◆ WHAT THE TASK ASKS
Beneath this line are the data; copy exactly the part of them that opens with the line containing "and staging lists." and closes with the line containing "acquisition is over.", and only that part.

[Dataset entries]

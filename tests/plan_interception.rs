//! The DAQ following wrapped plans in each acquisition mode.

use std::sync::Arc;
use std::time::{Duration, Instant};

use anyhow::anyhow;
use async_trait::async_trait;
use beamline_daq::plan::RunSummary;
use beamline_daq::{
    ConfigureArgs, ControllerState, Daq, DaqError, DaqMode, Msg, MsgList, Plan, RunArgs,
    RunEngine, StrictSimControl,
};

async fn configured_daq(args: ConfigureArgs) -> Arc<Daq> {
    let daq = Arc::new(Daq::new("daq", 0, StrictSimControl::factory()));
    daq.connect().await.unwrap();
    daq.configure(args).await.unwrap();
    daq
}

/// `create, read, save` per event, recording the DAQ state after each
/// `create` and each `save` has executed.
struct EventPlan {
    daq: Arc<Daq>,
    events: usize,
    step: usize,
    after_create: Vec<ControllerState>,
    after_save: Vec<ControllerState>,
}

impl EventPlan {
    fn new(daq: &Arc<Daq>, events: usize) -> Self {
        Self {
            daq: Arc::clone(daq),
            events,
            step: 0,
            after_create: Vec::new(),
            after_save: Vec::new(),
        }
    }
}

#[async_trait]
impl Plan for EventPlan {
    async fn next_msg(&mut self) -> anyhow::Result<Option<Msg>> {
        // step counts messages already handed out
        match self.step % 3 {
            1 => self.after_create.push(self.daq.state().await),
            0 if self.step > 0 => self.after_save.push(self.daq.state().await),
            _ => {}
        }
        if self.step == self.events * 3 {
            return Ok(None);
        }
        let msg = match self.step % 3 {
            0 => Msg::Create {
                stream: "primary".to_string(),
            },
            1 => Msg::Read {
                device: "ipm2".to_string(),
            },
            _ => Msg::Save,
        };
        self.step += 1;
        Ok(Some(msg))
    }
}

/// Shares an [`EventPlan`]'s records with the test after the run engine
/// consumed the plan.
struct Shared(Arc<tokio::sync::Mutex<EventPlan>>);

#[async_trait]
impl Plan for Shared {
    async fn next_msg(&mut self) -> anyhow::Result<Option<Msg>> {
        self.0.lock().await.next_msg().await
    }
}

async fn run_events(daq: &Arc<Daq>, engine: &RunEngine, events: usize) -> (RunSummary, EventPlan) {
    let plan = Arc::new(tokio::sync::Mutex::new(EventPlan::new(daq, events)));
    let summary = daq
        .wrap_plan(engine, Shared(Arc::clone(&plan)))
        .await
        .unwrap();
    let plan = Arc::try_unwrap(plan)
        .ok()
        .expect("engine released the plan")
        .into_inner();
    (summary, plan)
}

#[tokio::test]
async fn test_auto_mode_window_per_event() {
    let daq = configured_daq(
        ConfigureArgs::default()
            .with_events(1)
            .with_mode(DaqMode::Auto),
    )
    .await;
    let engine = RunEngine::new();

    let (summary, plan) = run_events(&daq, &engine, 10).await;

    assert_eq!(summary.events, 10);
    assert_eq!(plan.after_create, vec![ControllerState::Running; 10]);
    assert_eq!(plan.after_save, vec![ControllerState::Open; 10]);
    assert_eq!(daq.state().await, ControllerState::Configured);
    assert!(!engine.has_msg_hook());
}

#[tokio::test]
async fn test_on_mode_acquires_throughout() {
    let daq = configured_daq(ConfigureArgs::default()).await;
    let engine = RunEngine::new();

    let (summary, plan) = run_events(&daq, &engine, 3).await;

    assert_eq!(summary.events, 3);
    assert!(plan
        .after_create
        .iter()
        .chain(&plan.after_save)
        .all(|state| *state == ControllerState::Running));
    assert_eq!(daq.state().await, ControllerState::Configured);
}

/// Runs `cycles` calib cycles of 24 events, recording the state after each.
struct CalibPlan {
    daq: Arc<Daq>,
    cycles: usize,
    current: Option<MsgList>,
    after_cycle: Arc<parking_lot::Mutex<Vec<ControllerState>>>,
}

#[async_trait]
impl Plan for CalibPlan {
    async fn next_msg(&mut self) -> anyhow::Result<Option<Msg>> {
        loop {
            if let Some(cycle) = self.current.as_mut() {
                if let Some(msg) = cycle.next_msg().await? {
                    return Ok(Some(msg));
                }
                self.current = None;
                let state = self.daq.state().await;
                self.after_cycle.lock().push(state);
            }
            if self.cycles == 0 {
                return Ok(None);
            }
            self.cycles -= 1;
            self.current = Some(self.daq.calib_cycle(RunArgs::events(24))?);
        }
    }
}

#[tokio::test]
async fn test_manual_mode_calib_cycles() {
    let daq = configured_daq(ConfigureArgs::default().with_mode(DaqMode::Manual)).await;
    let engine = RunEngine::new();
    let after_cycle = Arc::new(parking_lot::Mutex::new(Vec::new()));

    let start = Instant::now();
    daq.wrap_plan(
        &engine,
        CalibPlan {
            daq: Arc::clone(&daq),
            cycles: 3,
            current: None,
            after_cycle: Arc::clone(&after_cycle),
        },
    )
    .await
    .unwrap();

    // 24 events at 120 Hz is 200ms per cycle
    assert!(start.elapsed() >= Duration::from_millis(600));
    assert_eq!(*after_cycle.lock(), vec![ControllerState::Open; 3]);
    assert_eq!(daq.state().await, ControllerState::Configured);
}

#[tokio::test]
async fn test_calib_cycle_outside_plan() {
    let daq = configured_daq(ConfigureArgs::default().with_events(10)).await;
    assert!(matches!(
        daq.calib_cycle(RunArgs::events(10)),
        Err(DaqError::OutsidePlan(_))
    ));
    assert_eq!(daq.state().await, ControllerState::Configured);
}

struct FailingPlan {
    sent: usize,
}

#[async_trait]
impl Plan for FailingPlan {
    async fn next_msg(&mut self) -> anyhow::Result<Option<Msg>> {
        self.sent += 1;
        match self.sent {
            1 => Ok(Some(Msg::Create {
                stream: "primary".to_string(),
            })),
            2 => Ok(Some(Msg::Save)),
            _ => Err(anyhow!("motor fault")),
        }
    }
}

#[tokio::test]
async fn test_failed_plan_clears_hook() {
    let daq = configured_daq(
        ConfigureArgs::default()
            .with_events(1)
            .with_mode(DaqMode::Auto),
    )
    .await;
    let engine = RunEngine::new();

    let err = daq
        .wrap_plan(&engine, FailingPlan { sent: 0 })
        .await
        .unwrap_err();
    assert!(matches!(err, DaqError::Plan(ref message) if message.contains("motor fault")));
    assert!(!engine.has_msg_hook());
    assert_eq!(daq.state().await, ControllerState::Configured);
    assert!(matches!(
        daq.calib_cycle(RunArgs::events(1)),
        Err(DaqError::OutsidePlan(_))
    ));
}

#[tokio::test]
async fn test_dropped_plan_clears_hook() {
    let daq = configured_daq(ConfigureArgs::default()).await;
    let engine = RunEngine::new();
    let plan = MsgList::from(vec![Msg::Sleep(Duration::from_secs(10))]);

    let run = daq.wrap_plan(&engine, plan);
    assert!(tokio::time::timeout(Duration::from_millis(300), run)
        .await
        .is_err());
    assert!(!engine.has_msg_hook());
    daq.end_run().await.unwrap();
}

...

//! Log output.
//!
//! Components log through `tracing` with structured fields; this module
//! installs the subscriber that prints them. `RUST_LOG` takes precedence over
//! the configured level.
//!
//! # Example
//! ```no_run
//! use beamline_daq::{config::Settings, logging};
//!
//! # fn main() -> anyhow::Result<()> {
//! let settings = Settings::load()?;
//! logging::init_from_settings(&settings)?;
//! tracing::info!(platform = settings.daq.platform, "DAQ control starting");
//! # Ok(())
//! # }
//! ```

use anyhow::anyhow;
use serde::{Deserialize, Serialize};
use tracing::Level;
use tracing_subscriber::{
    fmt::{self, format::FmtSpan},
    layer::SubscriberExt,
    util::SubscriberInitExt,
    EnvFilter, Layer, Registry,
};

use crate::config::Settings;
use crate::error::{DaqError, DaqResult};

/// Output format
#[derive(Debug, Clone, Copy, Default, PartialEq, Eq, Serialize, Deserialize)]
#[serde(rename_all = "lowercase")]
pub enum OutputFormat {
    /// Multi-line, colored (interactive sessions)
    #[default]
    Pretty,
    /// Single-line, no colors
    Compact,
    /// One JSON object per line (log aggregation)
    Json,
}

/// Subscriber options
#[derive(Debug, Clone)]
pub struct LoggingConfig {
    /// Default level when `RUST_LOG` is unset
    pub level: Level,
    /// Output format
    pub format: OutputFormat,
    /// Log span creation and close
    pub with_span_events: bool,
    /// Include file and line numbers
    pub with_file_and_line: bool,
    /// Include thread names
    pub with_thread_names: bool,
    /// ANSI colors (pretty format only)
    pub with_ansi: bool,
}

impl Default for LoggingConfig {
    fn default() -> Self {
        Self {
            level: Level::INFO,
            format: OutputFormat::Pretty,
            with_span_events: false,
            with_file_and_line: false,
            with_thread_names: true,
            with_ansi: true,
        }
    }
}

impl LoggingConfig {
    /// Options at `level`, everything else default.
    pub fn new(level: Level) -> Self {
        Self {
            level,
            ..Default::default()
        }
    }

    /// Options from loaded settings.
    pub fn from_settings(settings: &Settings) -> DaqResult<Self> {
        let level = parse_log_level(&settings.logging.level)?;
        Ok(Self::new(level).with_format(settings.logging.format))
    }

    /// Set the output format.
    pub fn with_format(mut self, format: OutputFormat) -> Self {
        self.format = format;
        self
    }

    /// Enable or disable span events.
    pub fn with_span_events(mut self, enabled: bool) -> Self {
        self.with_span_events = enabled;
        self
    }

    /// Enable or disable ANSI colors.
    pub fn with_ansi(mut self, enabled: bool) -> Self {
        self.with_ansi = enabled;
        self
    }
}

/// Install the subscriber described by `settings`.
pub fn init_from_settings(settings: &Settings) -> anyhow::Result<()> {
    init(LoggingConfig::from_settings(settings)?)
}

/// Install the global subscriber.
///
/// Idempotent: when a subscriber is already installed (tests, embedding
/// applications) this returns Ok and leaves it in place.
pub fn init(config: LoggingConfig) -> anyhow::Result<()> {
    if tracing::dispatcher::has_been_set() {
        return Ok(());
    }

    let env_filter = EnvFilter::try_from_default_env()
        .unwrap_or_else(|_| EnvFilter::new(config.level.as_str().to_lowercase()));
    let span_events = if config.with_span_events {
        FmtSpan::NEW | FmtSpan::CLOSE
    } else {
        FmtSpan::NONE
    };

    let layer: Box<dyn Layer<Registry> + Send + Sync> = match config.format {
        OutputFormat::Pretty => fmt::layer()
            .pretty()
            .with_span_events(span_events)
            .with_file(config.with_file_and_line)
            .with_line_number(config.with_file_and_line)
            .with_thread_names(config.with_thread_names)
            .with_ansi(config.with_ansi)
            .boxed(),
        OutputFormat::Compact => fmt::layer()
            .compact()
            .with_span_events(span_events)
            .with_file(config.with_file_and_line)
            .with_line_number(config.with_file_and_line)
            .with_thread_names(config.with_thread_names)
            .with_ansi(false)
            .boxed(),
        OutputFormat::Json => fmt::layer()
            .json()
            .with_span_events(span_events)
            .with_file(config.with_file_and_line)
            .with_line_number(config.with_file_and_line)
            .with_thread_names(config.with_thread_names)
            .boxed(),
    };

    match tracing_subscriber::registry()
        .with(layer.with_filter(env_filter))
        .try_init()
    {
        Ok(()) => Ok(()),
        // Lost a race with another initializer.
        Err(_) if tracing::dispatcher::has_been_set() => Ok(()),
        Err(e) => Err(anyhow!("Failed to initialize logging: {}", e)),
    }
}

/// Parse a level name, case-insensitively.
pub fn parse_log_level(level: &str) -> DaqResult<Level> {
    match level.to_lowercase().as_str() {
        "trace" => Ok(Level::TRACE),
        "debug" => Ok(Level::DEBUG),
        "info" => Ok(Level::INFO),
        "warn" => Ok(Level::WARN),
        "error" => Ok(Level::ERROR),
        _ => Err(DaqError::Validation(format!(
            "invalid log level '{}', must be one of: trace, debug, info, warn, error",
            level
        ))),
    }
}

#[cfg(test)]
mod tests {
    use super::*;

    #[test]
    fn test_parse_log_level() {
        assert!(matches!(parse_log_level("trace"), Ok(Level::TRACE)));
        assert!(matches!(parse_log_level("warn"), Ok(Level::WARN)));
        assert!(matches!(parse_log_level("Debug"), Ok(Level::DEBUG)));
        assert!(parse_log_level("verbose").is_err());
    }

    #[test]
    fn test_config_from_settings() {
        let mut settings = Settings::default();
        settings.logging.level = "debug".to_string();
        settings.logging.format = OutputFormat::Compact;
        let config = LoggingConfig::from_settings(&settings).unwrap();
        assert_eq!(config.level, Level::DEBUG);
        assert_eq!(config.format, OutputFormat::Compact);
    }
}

* * *

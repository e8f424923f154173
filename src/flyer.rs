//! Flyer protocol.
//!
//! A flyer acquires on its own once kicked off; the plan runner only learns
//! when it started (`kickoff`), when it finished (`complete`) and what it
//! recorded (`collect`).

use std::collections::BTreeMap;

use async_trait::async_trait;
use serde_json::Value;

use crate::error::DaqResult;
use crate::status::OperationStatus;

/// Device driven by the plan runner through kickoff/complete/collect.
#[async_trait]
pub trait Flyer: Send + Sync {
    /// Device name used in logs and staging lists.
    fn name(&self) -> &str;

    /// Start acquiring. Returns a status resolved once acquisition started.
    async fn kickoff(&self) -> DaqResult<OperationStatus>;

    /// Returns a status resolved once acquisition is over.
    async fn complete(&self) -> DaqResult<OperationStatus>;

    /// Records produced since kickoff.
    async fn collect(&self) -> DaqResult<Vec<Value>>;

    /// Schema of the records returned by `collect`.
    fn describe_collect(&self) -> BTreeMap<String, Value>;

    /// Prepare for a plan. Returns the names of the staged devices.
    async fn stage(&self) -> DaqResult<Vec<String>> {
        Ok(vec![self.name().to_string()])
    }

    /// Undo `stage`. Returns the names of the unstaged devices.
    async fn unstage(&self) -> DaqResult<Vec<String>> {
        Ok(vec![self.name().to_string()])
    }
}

◆ FINISHED TASK
    /// Device name used in logs and staging lists.
    fn name(&self) -> &str;

    /// Start acquiring. Returns a status resolved once acquisition started.
    async fn kickoff(&self) -> DaqResult<OperationStatus>;

    /// Returns a status resolved once acquisition is over.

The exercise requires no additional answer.